2020 is not only a new year, but a whole new decade. If you’re a smoker, it’s very possible that this is the year that you’re finally going to quit smoking for good. Hey, why not? 2020 is a nice round number, and there’s no better time than now to make a fresh start, start making healthier choices, and start feeling better about yourself.

The fact is you’re a little late to make this a new year’s resolution, but if you didn’t already decide to quit when the ball dropped on December 31st, we won’t tell anyone if you want to start now. Maybe you don’t believe in New Year’s resolutions anyway. So here’s another good reason to quit now: The weather is only getting worse. Historically, February is the coldest month of the year in Canada, and do you really want to go out for a smoke in the middle of that next blizzard?

              Read: Your new year’s resolution to start working out could do more than trim your waistline

With the new year, lots of Canadians resolve to do better in a number of ways. Often those resolutions have to do with improving their health. In fact, of the five most common resolutions made by Canadians, four are directly related to health. The most common is to start exercising, followed by saving money, eating healthier, losing weight and reducing stress.

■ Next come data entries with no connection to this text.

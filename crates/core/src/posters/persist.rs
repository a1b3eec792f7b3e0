//! Atomic snapshot writes for the poster cache file.
//!
//! A snapshot is written to a uniquely named temp file in the target
//! directory, synced, then renamed over the cache file. The cache file is
//! therefore always either absent or a complete snapshot.

use std::path::{Path, PathBuf};
use std::sync::OnceLock;
use std::time::{Duration, Instant};

use tokio::io::AsyncWriteExt;

use crate::Error;

/// Total write-then-rename attempts per snapshot.
pub const MAX_WRITE_ATTEMPTS: u32 = 3;

/// Backoff unit; attempt `n` waits `n * RETRY_BACKOFF` before the next try.
pub const RETRY_BACKOFF: Duration = Duration::from_millis(50);

/// Nanoseconds on the monotonic clock since the first temp name was made.
fn monotonic_ticks() -> u128 {
    static ORIGIN: OnceLock<Instant> = OnceLock::new();
    ORIGIN.get_or_init(Instant::now).elapsed().as_nanos()
}

/// Temp file path next to `target`: `.{name}.{monotonic nanos}.{random}.tmp`.
pub fn temp_path_for(target: &Path) -> PathBuf {
    let ticks = monotonic_ticks();
    let name = target
        .file_name()
        .map(|n| n.to_string_lossy().into_owned())
        .unwrap_or_else(|| "cache".to_string());
    let tmp_name = format!(".{name}.{ticks}.{:08x}.tmp", fastrand::u32(..));

    match target.parent() {
        Some(dir) => dir.join(tmp_name),
        None => PathBuf::from(tmp_name),
    }
}

async fn write_once(target: &Path, bytes: &[u8]) -> std::io::Result<()> {
    if let Some(dir) = target.parent()
        && !dir.as_os_str().is_empty()
    {
        tokio::fs::create_dir_all(dir).await?;
    }

    let tmp = temp_path_for(target);
    let written = async {
        let mut file = tokio::fs::File::create(&tmp).await?;
        file.write_all(bytes).await?;
        file.sync_all().await?;
        drop(file);
        tokio::fs::rename(&tmp, target).await
    }
    .await;

    if written.is_err() {
        let _ = tokio::fs::remove_file(&tmp).await;
    }
    written
}

/// Replace `target` with `bytes`, retrying with linear backoff.
///
/// Returns the last I/O error when every attempt failed.
pub async fn write_atomic(target: &Path, bytes: &[u8]) -> Result<(), Error> {
    let mut attempt = 1;
    loop {
        match write_once(target, bytes).await {
            Ok(()) => return Ok(()),
            Err(e) if attempt >= MAX_WRITE_ATTEMPTS => return Err(e.into()),
            Err(e) => {
                tracing::debug!(attempt, error = %e, path = %target.display(), "poster cache write failed, retrying");
                tokio::time::sleep(RETRY_BACKOFF * attempt).await;
                attempt += 1;
            }
        }
    }
}

#[cfg(test)]
mod tests {
    use super::*;

    #[test]
    fn test_temp_paths_are_unique_siblings() {
        let target = Path::new("/var/cache/cinedex/poster_cache.json");
        let a = temp_path_for(target);
        let b = temp_path_for(target);

        assert_ne!(a, b);
        assert_eq!(a.parent(), target.parent());
        let name = a.file_name().unwrap().to_string_lossy().into_owned();
        assert!(name.starts_with(".poster_cache.json."));
        assert!(name.ends_with(".tmp"));
    }

    fn ticks_of(path: &Path) -> u128 {
        let name = path.file_name().unwrap().to_string_lossy().into_owned();
        name.trim_start_matches(".cache.json.").split('.').next().unwrap().parse().unwrap()
    }

    #[test]
    fn test_temp_names_follow_monotonic_clock() {
        let target = Path::new("cache.json");
        let mut previous = ticks_of(&temp_path_for(target));
        for _ in 0..100 {
            let next = ticks_of(&temp_path_for(target));
            assert!(next >= previous);
            previous = next;
        }
    }

    #[tokio::test]
    async fn test_write_atomic_replaces_file() {
        let dir = tempfile::tempdir().unwrap();
        let target = dir.path().join("nested").join("cache.json");

        write_atomic(&target, b"{\"a\":\"1\"}").await.unwrap();
        write_atomic(&target, b"{\"b\":\"2\"}").await.unwrap();

        assert_eq!(std::fs::read_to_string(&target).unwrap(), "{\"b\":\"2\"}");
        let leftovers = std::fs::read_dir(target.parent().unwrap()).unwrap().count();
        assert_eq!(leftovers, 1);
    }

    #[tokio::test]
    async fn test_write_atomic_gives_up_after_retries() {
        let dir = tempfile::tempdir().unwrap();
        let blocker = dir.path().join("not-a-dir");
        std::fs::write(&blocker, b"").unwrap();
        let target = blocker.join("cache.json");

        let started = std::time::Instant::now();
        let err = write_atomic(&target, b"{}").await.unwrap_err();
        assert!(matches!(err, Error::Io(_)));
        // two backoff sleeps: 50ms + 100ms
        assert!(started.elapsed() >= Duration::from_millis(150));
    }
}
//! popular_queries and recent_queries tool implementations.

use rmcp::{ErrorData as McpError, model::*};
use schemars::JsonSchema;
use serde::{Deserialize, Serialize};

use cinedex_core::AggregateEntry;

use super::json_result;
use crate::error::ToolError;
use crate::services::Services;

const MAX_LIMIT: u32 = 20;

/// Input parameters for popular_queries and recent_queries.
#[derive(Debug, Clone, Serialize, Deserialize, JsonSchema)]
pub struct QueryListParams {
    /// Number of entries to return (1-20, default 5).
    #[serde(default = "default_limit")]
    pub limit: u32,
}

impl Default for QueryListParams {
    fn default() -> Self {
        Self { limit: default_limit() }
    }
}

fn default_limit() -> u32 {
    5
}

impl QueryListParams {
    fn validated_limit(&self) -> Result<usize, ToolError> {
        if !(1..=MAX_LIMIT).contains(&self.limit) {
            return Err(ToolError::InvalidInput(format!("limit must be between 1 and {MAX_LIMIT}")));
        }
        Ok(self.limit as usize)
    }
}

/// Output structure for the query list tools.
#[derive(Debug, Clone, Serialize, Deserialize)]
pub struct QueryListOutput {
    pub items: Vec<AggregateEntry>,
    pub count: usize,
}

impl From<Vec<AggregateEntry>> for QueryListOutput {
    fn from(items: Vec<AggregateEntry>) -> Self {
        Self { count: items.len(), items }
    }
}

pub async fn popular_queries(services: &Services, params: &QueryListParams) -> Result<QueryListOutput, ToolError> {
    let limit = params.validated_limit()?;
    Ok(services.aggregator.top_popular(limit).await.into())
}

pub async fn recent_queries(services: &Services, params: &QueryListParams) -> Result<QueryListOutput, ToolError> {
    let limit = params.validated_limit()?;
    Ok(services.aggregator.top_recent(limit).await.into())
}

/// Implementation of the popular_queries tool.
pub async fn popular_impl(services: &Services, params: QueryListParams) -> Result<CallToolResult, McpError> {
    json_result(&popular_queries(services, &params).await?)
}

/// Implementation of the recent_queries tool.
pub async fn recent_impl(services: &Services, params: QueryListParams) -> Result<CallToolResult, McpError> {
    json_result(&recent_queries(services, &params).await?)
}

#[cfg(test)]
mod tests {
    use super::*;
    use crate::tools::test_support::{memory_services, unreachable_services};
    use cinedex_core::SearchKind;
    use serde_json::json;
    use std::time::Duration;

    async fn log_keywords(services: &Services, queries: &[&str]) {
        for query in queries {
            let params = json!({"query": query}).as_object().cloned().unwrap();
            assert!(services.log.append(SearchKind::Keyword, params).await);
            tokio::time::sleep(Duration::from_millis(5)).await;
        }
    }

    #[tokio::test]
    async fn test_popular_and_recent() {
        let dir = tempfile::tempdir().unwrap();
        let services = memory_services(&dir).await;
        log_keywords(&services, &["A", "A", "A", "B", "B", "C"]).await;

        let popular = popular_queries(&services, &QueryListParams { limit: 2 }).await.unwrap();
        assert_eq!(popular.count, 2);
        assert_eq!(popular.items[0].query, "A");
        assert_eq!(popular.items[0].count, 3);
        assert_eq!(popular.items[1].query, "B");

        let recent = recent_queries(&services, &QueryListParams::default()).await.unwrap();
        let queries: Vec<_> = recent.items.iter().map(|e| e.query.as_str()).collect();
        assert_eq!(queries, vec!["C", "B", "A"]);
    }

    #[tokio::test]
    async fn test_limit_out_of_range() {
        let dir = tempfile::tempdir().unwrap();
        let services = memory_services(&dir).await;

        assert!(popular_queries(&services, &QueryListParams { limit: 0 }).await.is_err());
        assert!(recent_queries(&services, &QueryListParams { limit: 21 }).await.is_err());
        assert!(popular_impl(&services, QueryListParams { limit: 50 }).await.is_err());
    }

    #[tokio::test]
    async fn test_unreachable_store_returns_empty_list() {
        let dir = tempfile::tempdir().unwrap();
        let services = unreachable_services(&dir);

        let popular = popular_queries(&services, &QueryListParams::default()).await.unwrap();
        assert_eq!(popular.count, 0);
        assert!(recent_impl(&services, QueryListParams::default()).await.is_ok());
    }

    #[test]
    fn test_default_limit() {
        let params: QueryListParams = serde_json::from_value(json!({})).unwrap();
        assert_eq!(params.limit, 5);
    }
}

Although quitting smoking doesn’t make the list, that may be because smoking rates in Canada are lower than they’ve ever been. As of 2017, only 15% of Canadians smoked, compared to 50% in 1965. Still, for those who do smoke, it continues to be the single biggest threat to their long-term health. It can quadruple your risk of developing heart disease, makes you 25 times more likely to get lung cancer, and harms nearly every organ in your body.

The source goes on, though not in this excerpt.